* Problem description: How many of the lines below have the word "BoardConfig" in them? The answer is that number and nothing more.

* Data to use:
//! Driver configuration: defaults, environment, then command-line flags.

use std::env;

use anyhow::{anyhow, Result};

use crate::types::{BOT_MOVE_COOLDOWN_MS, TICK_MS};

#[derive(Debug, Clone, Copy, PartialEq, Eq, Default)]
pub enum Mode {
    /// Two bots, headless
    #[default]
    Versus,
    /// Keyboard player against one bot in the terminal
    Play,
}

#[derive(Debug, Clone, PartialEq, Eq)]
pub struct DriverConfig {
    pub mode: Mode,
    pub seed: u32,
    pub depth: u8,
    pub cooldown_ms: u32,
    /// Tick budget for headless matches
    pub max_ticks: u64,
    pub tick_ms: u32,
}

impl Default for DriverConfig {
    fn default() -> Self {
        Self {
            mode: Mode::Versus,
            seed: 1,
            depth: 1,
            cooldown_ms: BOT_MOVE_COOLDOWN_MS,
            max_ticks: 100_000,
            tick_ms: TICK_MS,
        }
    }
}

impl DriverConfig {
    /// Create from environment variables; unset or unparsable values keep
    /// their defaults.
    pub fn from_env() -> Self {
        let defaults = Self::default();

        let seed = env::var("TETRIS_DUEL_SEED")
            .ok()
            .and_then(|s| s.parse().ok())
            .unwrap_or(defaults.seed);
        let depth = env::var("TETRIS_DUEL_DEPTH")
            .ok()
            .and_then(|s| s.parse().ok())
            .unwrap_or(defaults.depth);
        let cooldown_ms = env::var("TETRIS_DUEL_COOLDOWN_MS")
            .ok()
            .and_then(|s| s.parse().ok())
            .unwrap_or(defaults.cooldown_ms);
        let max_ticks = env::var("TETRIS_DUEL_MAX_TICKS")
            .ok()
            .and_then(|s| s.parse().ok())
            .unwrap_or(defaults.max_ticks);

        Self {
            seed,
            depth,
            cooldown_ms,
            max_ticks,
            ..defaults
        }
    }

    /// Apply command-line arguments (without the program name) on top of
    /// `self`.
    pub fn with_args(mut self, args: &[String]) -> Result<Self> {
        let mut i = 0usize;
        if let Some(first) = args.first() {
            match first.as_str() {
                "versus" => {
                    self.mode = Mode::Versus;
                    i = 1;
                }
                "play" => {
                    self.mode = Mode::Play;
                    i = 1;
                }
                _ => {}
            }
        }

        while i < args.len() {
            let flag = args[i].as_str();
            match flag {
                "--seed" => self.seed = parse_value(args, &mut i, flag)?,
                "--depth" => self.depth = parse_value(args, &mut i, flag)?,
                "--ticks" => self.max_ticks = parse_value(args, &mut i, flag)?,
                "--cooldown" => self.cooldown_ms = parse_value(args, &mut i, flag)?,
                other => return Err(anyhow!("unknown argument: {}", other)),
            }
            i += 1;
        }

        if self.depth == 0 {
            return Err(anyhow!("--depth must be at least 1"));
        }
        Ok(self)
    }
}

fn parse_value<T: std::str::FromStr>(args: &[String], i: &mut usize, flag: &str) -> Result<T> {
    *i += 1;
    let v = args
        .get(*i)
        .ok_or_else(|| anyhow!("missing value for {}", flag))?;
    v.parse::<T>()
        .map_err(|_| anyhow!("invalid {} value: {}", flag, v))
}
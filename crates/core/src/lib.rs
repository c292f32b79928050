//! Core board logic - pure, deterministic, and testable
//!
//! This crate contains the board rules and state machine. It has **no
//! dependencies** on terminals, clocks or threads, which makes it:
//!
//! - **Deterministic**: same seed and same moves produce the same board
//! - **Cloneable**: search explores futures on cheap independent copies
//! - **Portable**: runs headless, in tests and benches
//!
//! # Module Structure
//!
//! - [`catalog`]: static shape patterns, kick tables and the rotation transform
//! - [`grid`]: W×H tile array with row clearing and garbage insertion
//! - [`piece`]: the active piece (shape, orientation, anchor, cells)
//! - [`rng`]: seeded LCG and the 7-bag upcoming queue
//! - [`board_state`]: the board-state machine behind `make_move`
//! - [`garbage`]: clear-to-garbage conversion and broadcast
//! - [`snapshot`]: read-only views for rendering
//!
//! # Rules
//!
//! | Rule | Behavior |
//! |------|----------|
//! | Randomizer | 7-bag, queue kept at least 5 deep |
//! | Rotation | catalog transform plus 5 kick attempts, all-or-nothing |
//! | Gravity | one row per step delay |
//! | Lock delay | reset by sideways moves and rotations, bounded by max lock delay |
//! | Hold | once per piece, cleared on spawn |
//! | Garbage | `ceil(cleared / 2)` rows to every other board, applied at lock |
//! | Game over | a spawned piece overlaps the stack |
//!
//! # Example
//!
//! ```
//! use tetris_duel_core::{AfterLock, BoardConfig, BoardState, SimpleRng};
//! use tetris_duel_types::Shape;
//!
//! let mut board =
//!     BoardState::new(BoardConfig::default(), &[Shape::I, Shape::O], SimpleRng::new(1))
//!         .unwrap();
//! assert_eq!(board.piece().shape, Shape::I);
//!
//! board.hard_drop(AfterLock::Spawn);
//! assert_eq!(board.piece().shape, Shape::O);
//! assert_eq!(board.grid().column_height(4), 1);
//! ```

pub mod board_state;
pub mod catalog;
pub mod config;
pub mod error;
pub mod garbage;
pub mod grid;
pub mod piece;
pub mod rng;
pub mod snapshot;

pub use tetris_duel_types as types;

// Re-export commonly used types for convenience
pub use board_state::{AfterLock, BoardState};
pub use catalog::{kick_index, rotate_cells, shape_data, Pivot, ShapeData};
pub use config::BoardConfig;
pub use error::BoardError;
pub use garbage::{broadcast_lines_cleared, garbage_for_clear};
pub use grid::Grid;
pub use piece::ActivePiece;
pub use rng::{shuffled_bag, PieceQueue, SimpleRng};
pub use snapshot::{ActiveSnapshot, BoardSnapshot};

* Written answer: 3